Stored items from a collection –

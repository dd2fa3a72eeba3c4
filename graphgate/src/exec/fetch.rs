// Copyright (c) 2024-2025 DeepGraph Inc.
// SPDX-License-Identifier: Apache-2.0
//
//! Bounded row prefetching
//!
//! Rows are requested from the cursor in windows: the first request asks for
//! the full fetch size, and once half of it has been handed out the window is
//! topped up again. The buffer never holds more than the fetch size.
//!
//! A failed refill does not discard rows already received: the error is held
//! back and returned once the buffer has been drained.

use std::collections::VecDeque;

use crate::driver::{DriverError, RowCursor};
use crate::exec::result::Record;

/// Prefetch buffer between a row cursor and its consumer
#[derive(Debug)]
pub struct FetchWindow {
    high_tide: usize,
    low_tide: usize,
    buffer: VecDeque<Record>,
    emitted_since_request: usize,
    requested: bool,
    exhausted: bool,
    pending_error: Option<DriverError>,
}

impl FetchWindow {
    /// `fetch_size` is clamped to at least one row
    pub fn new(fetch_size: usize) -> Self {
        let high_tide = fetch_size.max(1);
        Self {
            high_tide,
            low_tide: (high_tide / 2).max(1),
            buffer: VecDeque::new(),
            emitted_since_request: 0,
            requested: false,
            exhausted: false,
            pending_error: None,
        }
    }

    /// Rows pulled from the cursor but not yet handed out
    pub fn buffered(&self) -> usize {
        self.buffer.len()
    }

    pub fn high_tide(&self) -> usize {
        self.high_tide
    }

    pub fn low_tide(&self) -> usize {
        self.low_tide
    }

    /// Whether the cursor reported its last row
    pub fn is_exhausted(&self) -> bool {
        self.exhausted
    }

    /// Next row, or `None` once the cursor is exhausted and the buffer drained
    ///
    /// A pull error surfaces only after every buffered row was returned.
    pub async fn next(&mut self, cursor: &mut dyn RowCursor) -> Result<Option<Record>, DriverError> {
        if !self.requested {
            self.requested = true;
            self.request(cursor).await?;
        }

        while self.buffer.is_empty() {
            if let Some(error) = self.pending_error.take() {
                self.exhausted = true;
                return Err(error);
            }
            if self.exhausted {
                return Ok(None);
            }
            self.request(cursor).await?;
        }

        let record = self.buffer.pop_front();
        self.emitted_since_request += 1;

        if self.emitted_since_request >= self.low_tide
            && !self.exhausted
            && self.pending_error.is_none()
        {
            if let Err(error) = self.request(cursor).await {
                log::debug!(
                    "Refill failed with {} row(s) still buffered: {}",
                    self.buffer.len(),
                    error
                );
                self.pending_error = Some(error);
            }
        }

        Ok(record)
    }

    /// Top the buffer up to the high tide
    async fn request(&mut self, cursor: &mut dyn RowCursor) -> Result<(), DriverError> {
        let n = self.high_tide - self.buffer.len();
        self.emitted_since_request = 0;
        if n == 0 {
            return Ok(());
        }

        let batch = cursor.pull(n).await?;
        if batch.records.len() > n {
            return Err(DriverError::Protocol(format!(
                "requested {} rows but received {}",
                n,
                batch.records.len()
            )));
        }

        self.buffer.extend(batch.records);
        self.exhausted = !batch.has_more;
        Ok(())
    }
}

* * *

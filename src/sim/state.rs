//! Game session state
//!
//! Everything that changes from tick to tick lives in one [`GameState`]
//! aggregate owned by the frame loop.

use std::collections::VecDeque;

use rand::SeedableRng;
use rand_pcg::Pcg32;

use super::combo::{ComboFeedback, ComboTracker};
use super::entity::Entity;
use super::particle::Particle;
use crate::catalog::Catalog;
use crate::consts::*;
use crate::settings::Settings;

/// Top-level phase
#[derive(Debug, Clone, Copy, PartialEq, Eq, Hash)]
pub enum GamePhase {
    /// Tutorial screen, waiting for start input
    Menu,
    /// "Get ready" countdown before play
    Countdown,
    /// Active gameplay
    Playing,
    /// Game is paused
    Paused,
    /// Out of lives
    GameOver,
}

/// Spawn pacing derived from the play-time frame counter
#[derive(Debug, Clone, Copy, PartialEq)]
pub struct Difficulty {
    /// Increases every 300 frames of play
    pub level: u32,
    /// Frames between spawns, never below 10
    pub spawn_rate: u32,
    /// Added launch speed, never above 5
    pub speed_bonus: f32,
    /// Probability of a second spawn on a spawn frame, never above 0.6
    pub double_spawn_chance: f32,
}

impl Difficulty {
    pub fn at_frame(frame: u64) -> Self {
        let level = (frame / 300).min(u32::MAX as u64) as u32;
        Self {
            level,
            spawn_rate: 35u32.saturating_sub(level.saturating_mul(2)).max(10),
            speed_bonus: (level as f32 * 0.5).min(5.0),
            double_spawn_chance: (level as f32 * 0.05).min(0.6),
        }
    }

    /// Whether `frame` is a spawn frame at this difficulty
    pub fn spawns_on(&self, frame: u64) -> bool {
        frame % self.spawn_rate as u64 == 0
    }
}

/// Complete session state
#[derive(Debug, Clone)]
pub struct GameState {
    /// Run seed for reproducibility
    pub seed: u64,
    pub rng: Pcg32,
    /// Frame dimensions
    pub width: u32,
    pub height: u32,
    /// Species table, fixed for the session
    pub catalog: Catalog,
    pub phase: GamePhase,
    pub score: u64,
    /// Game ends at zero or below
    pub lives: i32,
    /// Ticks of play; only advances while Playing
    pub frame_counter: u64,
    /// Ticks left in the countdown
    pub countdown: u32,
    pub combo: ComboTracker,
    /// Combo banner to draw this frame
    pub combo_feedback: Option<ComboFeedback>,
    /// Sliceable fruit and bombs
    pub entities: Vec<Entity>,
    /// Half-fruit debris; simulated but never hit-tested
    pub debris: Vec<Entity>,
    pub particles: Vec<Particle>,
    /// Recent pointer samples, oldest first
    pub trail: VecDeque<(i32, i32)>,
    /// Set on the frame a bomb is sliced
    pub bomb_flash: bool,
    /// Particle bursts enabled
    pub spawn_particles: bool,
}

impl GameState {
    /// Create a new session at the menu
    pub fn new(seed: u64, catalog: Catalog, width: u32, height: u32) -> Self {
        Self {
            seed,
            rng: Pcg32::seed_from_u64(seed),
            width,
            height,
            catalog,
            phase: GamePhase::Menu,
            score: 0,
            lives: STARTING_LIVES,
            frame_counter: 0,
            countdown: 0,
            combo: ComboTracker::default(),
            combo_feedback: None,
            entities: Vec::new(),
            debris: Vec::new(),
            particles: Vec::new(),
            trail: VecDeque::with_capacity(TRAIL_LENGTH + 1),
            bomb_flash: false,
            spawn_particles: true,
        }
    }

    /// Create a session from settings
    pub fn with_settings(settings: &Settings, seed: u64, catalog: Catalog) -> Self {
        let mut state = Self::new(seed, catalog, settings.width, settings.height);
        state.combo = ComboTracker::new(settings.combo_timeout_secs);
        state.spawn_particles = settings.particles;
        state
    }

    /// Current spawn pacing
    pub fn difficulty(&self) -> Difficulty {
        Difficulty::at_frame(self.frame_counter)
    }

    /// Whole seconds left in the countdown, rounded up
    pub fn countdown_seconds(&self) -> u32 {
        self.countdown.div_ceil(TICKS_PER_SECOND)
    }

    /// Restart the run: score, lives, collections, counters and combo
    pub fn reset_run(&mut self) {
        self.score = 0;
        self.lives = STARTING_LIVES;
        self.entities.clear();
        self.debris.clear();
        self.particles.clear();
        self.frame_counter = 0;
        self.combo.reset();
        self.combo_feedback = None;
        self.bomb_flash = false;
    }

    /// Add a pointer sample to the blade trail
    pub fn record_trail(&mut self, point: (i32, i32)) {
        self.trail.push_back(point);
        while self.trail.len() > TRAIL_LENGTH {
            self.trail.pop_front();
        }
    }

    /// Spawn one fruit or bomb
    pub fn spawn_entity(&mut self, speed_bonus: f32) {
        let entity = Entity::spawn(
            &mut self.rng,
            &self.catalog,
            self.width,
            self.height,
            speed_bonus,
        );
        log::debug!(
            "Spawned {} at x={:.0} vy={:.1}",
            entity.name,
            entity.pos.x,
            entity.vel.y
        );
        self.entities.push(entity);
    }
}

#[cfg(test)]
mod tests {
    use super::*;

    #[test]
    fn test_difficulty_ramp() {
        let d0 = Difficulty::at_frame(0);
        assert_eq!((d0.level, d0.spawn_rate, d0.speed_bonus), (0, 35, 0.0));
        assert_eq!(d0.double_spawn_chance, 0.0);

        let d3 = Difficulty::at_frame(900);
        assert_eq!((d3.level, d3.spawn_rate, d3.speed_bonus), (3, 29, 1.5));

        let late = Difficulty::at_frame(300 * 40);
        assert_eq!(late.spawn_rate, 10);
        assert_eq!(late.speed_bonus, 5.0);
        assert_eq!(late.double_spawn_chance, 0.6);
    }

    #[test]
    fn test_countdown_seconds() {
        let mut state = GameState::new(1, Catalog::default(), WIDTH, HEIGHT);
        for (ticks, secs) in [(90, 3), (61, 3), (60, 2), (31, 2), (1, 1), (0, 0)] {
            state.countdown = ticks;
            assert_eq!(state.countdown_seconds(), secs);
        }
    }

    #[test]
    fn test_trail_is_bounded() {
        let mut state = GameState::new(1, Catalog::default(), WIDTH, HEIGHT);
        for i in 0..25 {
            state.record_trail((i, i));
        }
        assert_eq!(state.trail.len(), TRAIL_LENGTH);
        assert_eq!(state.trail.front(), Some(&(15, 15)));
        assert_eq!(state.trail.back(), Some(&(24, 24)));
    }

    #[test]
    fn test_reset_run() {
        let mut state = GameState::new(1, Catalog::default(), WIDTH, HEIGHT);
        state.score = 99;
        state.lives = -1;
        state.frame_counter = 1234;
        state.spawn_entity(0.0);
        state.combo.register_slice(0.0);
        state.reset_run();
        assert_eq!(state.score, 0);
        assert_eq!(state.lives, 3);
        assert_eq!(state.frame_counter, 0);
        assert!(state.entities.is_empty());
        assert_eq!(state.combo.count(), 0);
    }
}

Instructions to follow – Pull out every line of the records that includes the string "ComboFeedback".

Task answer –
use super::combo::{ComboFeedback, ComboTracker};
    pub combo_feedback: Option<ComboFeedback>,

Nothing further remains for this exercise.